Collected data
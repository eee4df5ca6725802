use serde::{Deserialize, Serialize};

#[derive(Debug, Clone, Copy, PartialEq, Eq, PartialOrd, Ord, Hash, Serialize)]
#[serde(rename_all = "snake_case")]
pub enum AnalyzerKind {
    Structure,
    CodeQuality,
    Documentation,
    VersionControl,
    Testing,
    TechStack,
    RealWorld,
    Security,
    Complexity,
}

impl AnalyzerKind {
    /// Fixed narration order.
    pub const ALL: [AnalyzerKind; 9] = [
        AnalyzerKind::Structure,
        AnalyzerKind::CodeQuality,
        AnalyzerKind::Documentation,
        AnalyzerKind::VersionControl,
        AnalyzerKind::Testing,
        AnalyzerKind::TechStack,
        AnalyzerKind::RealWorld,
        AnalyzerKind::Security,
        AnalyzerKind::Complexity,
    ];

    pub fn id(self) -> &'static str {
        match self {
            Self::Structure => "structure",
            Self::CodeQuality => "code_quality",
            Self::Documentation => "documentation",
            Self::VersionControl => "version_control",
            Self::Testing => "testing",
            Self::TechStack => "tech_stack",
            Self::RealWorld => "real_world",
            Self::Security => "security",
            Self::Complexity => "complexity",
        }
    }

    pub fn title(self) -> &'static str {
        match self {
            Self::Structure => "project structure",
            Self::CodeQuality => "code quality",
            Self::Documentation => "documentation",
            Self::VersionControl => "version control",
            Self::Testing => "testing",
            Self::TechStack => "tech stack",
            Self::RealWorld => "real-world applicability",
            Self::Security => "security",
            Self::Complexity => "code complexity",
        }
    }
}

#[derive(Debug, Clone, PartialEq, Eq, Serialize)]
pub struct Issue {
    pub id: String,
    pub message: String,
}

impl Issue {
    pub fn new(id: impl Into<String>, message: impl Into<String>) -> Self {
        Self {
            id: id.into(),
            message: message.into(),
        }
    }
}

#[derive(Debug, Clone, PartialEq, Eq, Serialize)]
#[serde(rename_all = "camelCase")]
pub struct PartialScore {
    pub score: u32,
    pub max_score: u32,
    pub issues: Vec<Issue>,
}

impl PartialScore {
    pub fn new(score: u32, max_score: u32, issues: Vec<Issue>) -> Self {
        Self {
            score: score.min(max_score),
            max_score,
            issues,
        }
    }

    /// Stand-in for an analyzer that panicked or never reported.
    pub fn degraded(kind: AnalyzerKind, max_score: u32, reason: &str) -> Self {
        Self::new(
            0,
            max_score,
            vec![Issue::new(
                format!("{}.failed", kind.id()),
                format!("{} analysis could not complete: {reason}", kind.title()),
            )],
        )
    }

    pub fn ratio(&self) -> f64 {
        if self.max_score == 0 {
            return 0.0;
        }
        f64::from(self.score) / f64::from(self.max_score)
    }

    pub fn has_issue(&self, id: &str) -> bool {
        self.issues.iter().any(|issue| issue.id == id)
    }
}

#[derive(Debug, Clone, Copy, PartialEq, Eq, PartialOrd, Ord, Hash)]
pub enum Category {
    CodeQuality,
    ProjectStructure,
    Documentation,
    Testing,
    GitPractices,
    RealWorldRelevance,
    Security,
    CodeComplexity,
}

impl Category {
    /// Display order of the `scores` map.
    pub const ALL: [Category; 8] = [
        Category::CodeQuality,
        Category::ProjectStructure,
        Category::Documentation,
        Category::Testing,
        Category::GitPractices,
        Category::RealWorldRelevance,
        Category::Security,
        Category::CodeComplexity,
    ];

    pub fn label(self) -> &'static str {
        match self {
            Self::CodeQuality => "Code Quality",
            Self::ProjectStructure => "Project Structure",
            Self::Documentation => "Documentation",
            Self::Testing => "Testing",
            Self::GitPractices => "Git Practices",
            Self::RealWorldRelevance => "Real-World Relevance",
            Self::Security => "Security",
            Self::CodeComplexity => "Code Complexity",
        }
    }
}

/// Which analyzer feeds each display category.
#[derive(Debug, Clone, Copy, Default, PartialEq, Eq, Deserialize, clap::ValueEnum)]
#[serde(rename_all = "lowercase")]
pub enum CategoryBinding {
    /// Reproduces the shared bindings of the published rubric.
    #[default]
    Legacy,
    Distinct,
}

impl CategoryBinding {
    pub fn analyzer_for(self, category: Category) -> AnalyzerKind {
        match (self, category) {
            (_, Category::RealWorldRelevance) => AnalyzerKind::RealWorld,
            (_, Category::CodeQuality) => AnalyzerKind::CodeQuality,
            (Self::Legacy, Category::ProjectStructure | Category::Documentation) => {
                AnalyzerKind::Documentation
            }
            (Self::Legacy, Category::Testing | Category::GitPractices) => {
                AnalyzerKind::VersionControl
            }
            (Self::Legacy, Category::Security | Category::CodeComplexity) => {
                AnalyzerKind::CodeQuality
            }
            (Self::Distinct, Category::ProjectStructure) => AnalyzerKind::Structure,
            (Self::Distinct, Category::Documentation) => AnalyzerKind::Documentation,
            (Self::Distinct, Category::Testing) => AnalyzerKind::Testing,
            (Self::Distinct, Category::GitPractices) => AnalyzerKind::VersionControl,
            (Self::Distinct, Category::Security) => AnalyzerKind::Security,
            (Self::Distinct, Category::CodeComplexity) => AnalyzerKind::Complexity,
        }
    }
}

**TASK**:
Each of the entries above is to be repeated exactly.

**TASK OUTPUT**:
repository eee4df5ca6725802
use serde::{Deserialize, Serialize};

#[derive(Debug, Clone, Copy, PartialEq, Eq, PartialOrd, Ord, Hash, Serialize)]
#[serde(rename_all = "snake_case")]
pub enum AnalyzerKind {
    Structure,
    CodeQuality,
    Documentation,
    VersionControl,
    Testing,
    TechStack,
    RealWorld,
    Security,
    Complexity,
}

impl AnalyzerKind {
    /// Fixed narration order.
    pub const ALL: [AnalyzerKind; 9] = [
        AnalyzerKind::Structure,
        AnalyzerKind::CodeQuality,
        AnalyzerKind::Documentation,
        AnalyzerKind::VersionControl,
        AnalyzerKind::Testing,
        AnalyzerKind::TechStack,
        AnalyzerKind::RealWorld,
        AnalyzerKind::Security,
        AnalyzerKind::Complexity,
    ];

    pub fn id(self) -> &'static str {
        match self {
            Self::Structure => "structure",
            Self::CodeQuality => "code_quality",
            Self::Documentation => "documentation",
            Self::VersionControl => "version_control",
            Self::Testing => "testing",
            Self::TechStack => "tech_stack",
            Self::RealWorld => "real_world",
            Self::Security => "security",
            Self::Complexity => "complexity",
        }
    }

    pub fn title(self) -> &'static str {
        match self {
            Self::Structure => "project structure",
            Self::CodeQuality => "code quality",
            Self::Documentation => "documentation",
            Self::VersionControl => "version control",
            Self::Testing => "testing",
            Self::TechStack => "tech stack",
            Self::RealWorld => "real-world applicability",
            Self::Security => "security",
            Self::Complexity => "code complexity",
        }
    }
}

#[derive(Debug, Clone, PartialEq, Eq, Serialize)]
pub struct Issue {
    pub id: String,
    pub message: String,
}

impl Issue {
    pub fn new(id: impl Into<String>, message: impl Into<String>) -> Self {
        Self {
            id: id.into(),
            message: message.into(),
        }
    }
}

#[derive(Debug, Clone, PartialEq, Eq, Serialize)]
#[serde(rename_all = "camelCase")]
pub struct PartialScore {
    pub score: u32,
    pub max_score: u32,
    pub issues: Vec<Issue>,
}

impl PartialScore {
    pub fn new(score: u32, max_score: u32, issues: Vec<Issue>) -> Self {
        Self {
            score: score.min(max_score),
            max_score,
            issues,
        }
    }

    /// Stand-in for an analyzer that panicked or never reported.
    pub fn degraded(kind: AnalyzerKind, max_score: u32, reason: &str) -> Self {
        Self::new(
            0,
            max_score,
            vec![Issue::new(
                format!("{}.failed", kind.id()),
                format!("{} analysis could not complete: {reason}", kind.title()),
            )],
        )
    }

    pub fn ratio(&self) -> f64 {
        if self.max_score == 0 {
            return 0.0;
        }
        f64::from(self.score) / f64::from(self.max_score)
    }

    pub fn has_issue(&self, id: &str) -> bool {
        self.issues.iter().any(|issue| issue.id == id)
    }
}

#[derive(Debug, Clone, Copy, PartialEq, Eq, PartialOrd, Ord, Hash)]
pub enum Category {
    CodeQuality,
    ProjectStructure,
    Documentation,
    Testing,
    GitPractices,
    RealWorldRelevance,
    Security,
    CodeComplexity,
}

impl Category {
    /// Display order of the `scores` map.
    pub const ALL: [Category; 8] = [
        Category::CodeQuality,
        Category::ProjectStructure,
        Category::Documentation,
        Category::Testing,
        Category::GitPractices,
        Category::RealWorldRelevance,
        Category::Security,
        Category::CodeComplexity,
    ];

    pub fn label(self) -> &'static str {
        match self {
            Self::CodeQuality => "Code Quality",
            Self::ProjectStructure => "Project Structure",
            Self::Documentation => "Documentation",
            Self::Testing => "Testing",
            Self::GitPractices => "Git Practices",
            Self::RealWorldRelevance => "Real-World Relevance",
            Self::Security => "Security",
            Self::CodeComplexity => "Code Complexity",
        }
    }
}

/// Which analyzer feeds each display category.
#[derive(Debug, Clone, Copy, Default, PartialEq, Eq, Deserialize, clap::ValueEnum)]
#[serde(rename_all = "lowercase")]
pub enum CategoryBinding {
    /// Reproduces the shared bindings of the published rubric.
    #[default]
    Legacy,
    Distinct,
}

impl CategoryBinding {
    pub fn analyzer_for(self, category: Category) -> AnalyzerKind {
        match (self, category) {
            (_, Category::RealWorldRelevance) => AnalyzerKind::RealWorld,
            (_, Category::CodeQuality) => AnalyzerKind::CodeQuality,
            (Self::Legacy, Category::ProjectStructure | Category::Documentation) => {
                AnalyzerKind::Documentation
            }
            (Self::Legacy, Category::Testing | Category::GitPractices) => {
                AnalyzerKind::VersionControl
            }
            (Self::Legacy, Category::Security | Category::CodeComplexity) => {
                AnalyzerKind::CodeQuality
            }
            (Self::Distinct, Category::ProjectStructure) => AnalyzerKind::Structure,
            (Self::Distinct, Category::Documentation) => AnalyzerKind::Documentation,
            (Self::Distinct, Category::Testing) => AnalyzerKind::Testing,
            (Self::Distinct, Category::GitPractices) => AnalyzerKind::VersionControl,
            (Self::Distinct, Category::Security) => AnalyzerKind::Security,
            (Self::Distinct, Category::CodeComplexity) => AnalyzerKind::Complexity,
        }
    }
}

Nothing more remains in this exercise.